Hypertension, defined by chronically elevated blood pressure, is a highly prevalent condition and a major risk factor for atherosclerosis. It represents the largest segment of the global cardiovascular drugs market, accounting for approximately 37% of total market share. Although often asymptomatic, uncontrolled hypertension can lead to serious complications, including stroke, heart attack, and kidney disease. In clinical practice, diagnosis and management rely largely on point measurements of blood pressure, which are sensitive to many sources of variation, including measurement technique, setting (home vs. clinic), and time of day. A biomarker that reports on hypertension disease control over time would facilitate earlier and more accurate diagnosis and management. Current treatment strategies are largely centered on blood pressure control and lipid lowering; however, limitations related to efficacy, patient adherence, and continued disease progression highlight a clear unmet need for better biomarkers that can guide earlier intervention and more personalized management in this large and established market.

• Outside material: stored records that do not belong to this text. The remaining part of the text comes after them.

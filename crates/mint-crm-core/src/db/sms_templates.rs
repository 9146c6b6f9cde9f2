// Copyright (C) 2025 MINT CRM contributors
// SPDX-License-Identifier: AGPL-3.0-or-later
//! SMS templates.

use sqlx::PgPool;

use super::{PageRequest, order_by, search_pattern};
use crate::models::{SmsTemplate, SmsTemplateInput, TemplateFilter, TemplateType};

const TEMPLATE_ORDERING: &[(&str, &str)] = &[
    ("name", "name"),
    ("template_type", "template_type"),
    ("created_at", "created_at"),
];

const TEMPLATE_FILTER_SQL: &str = r#"
    ($1::TEXT IS NULL OR template_type = $1)
    AND ($2::BOOLEAN IS NULL OR is_active = $2)
    AND ($3::TEXT IS NULL OR (name ILIKE $3 OR message ILIKE $3))
"#;

pub async fn create_template(
    pool: &PgPool,
    input: &SmsTemplateInput,
    created_by_id: Option<i64>,
) -> Result<SmsTemplate, sqlx::Error> {
    sqlx::query_as::<_, SmsTemplate>(
        r#"
        INSERT INTO sms_templates (
            name, template_type, message, variables, is_active, created_by_id
        )
        VALUES ($1, COALESCE($2, 'custom'), $3, COALESCE($4, '{}'::jsonb), COALESCE($5, TRUE), $6)
        RETURNING *
        "#,
    )
    .bind(input.name.as_deref().unwrap_or_default())
    .bind(input.template_type.map(|t| t.as_str()))
    .bind(input.message.as_deref().unwrap_or_default())
    .bind(&input.variables)
    .bind(input.is_active)
    .bind(created_by_id)
    .fetch_one(pool)
    .await
}

pub async fn get_template(pool: &PgPool, id: i64) -> Result<Option<SmsTemplate>, sqlx::Error> {
    sqlx::query_as::<_, SmsTemplate>("SELECT * FROM sms_templates WHERE id = $1")
        .bind(id)
        .fetch_optional(pool)
        .await
}

pub async fn template_exists(
    pool: &PgPool,
    name: &str,
    template_type: TemplateType,
) -> Result<bool, sqlx::Error> {
    let row: (bool,) = sqlx::query_as(
        "SELECT EXISTS (SELECT 1 FROM sms_templates WHERE name = $1 AND template_type = $2)",
    )
    .bind(name)
    .bind(template_type.as_str())
    .fetch_one(pool)
    .await?;
    Ok(row.0)
}

pub async fn update_template(
    pool: &PgPool,
    id: i64,
    input: &SmsTemplateInput,
) -> Result<Option<SmsTemplate>, sqlx::Error> {
    sqlx::query_as::<_, SmsTemplate>(
        r#"
        UPDATE sms_templates SET
            name = COALESCE($2, name),
            template_type = COALESCE($3, template_type),
            message = COALESCE($4, message),
            variables = COALESCE($5, variables),
            is_active = COALESCE($6, is_active),
            updated_at = NOW()
        WHERE id = $1
        RETURNING *
        "#,
    )
    .bind(id)
    .bind(&input.name)
    .bind(input.template_type.map(|t| t.as_str()))
    .bind(&input.message)
    .bind(&input.variables)
    .bind(input.is_active)
    .fetch_optional(pool)
    .await
}

pub async fn delete_template(pool: &PgPool, id: i64) -> Result<bool, sqlx::Error> {
    let result = sqlx::query("DELETE FROM sms_templates WHERE id = $1")
        .bind(id)
        .execute(pool)
        .await?;
    Ok(result.rows_affected() > 0)
}

pub async fn list_templates(
    pool: &PgPool,
    filter: &TemplateFilter,
    page: PageRequest,
) -> Result<Vec<SmsTemplate>, sqlx::Error> {
    let order = order_by(
        filter.ordering.as_deref(),
        TEMPLATE_ORDERING,
        "template_type ASC, name ASC",
    );
    let query = format!(
        "SELECT * FROM sms_templates WHERE {TEMPLATE_FILTER_SQL} ORDER BY {order}, id ASC LIMIT $4 OFFSET $5"
    );
    sqlx::query_as::<_, SmsTemplate>(&query)
        .bind(filter.template_type.map(|t| t.as_str()))
        .bind(filter.is_active)
        .bind(search_pattern(filter.search.as_deref()))
        .bind(page.limit)
        .bind(page.offset)
        .fetch_all(pool)
        .await
}

pub async fn count_templates(pool: &PgPool, filter: &TemplateFilter) -> Result<i64, sqlx::Error> {
    let query = format!("SELECT COUNT(*) FROM sms_templates WHERE {TEMPLATE_FILTER_SQL}");
    let count: (i64,) = sqlx::query_as(&query)
        .bind(filter.template_type.map(|t| t.as_str()))
        .bind(filter.is_active)
        .bind(search_pattern(filter.search.as_deref()))
        .fetch_one(pool)
        .await?;
    Ok(count.0)
}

Emory University inventors have identified Heart-of-glass 1 (HEG1) as a key endothelial protein that maintains vascular function and protects against vascular diseases, such as hypertension and atherosclerosis. Their research shows that HEG1 is induced at both the RNA and protein levels under stable, laminar flow conditions and plays a central role in regulating endothelial function by upregulating KLF2/4 expression and increasing eNOS expression and activity. In contrast, HEG1 expression in endothelial cells is reduced under conditions of disturbed, low blood flow, leading to endothelial dysfunction and more severe vascular pathology in preclinical models, underscoring its importance in maintaining endothelial health. Importantly, loss of endothelial HEG1 in preclinical models causes severe, spontaneous hypertension and atherosclerosis. Interestingly, HEG1 is released into the bloodstream and can be quantified by ELISA, enabling non-invasive assessment through routine blood draws. Studies demonstrate that low circulating serum and plasma HEG1 levels correlate with hypertension and atherosclerotic disease, consistent with findings of reduced HEG1 expression in human coronary artery plaques. Together, these data position HEG1 as a biologically validated, blood-accessible indicator of endothelial dysfunction rather than a downstream consequence of overt disease. Its application has the potential to support improved risk stratification, monitoring, and earlier intervention across large hypertension and cardiovascular markets with significant unmet need.
The inventors have developed highly sensitive and specific ELISA methods using monoclonal antibodies against the human HEG1 protein.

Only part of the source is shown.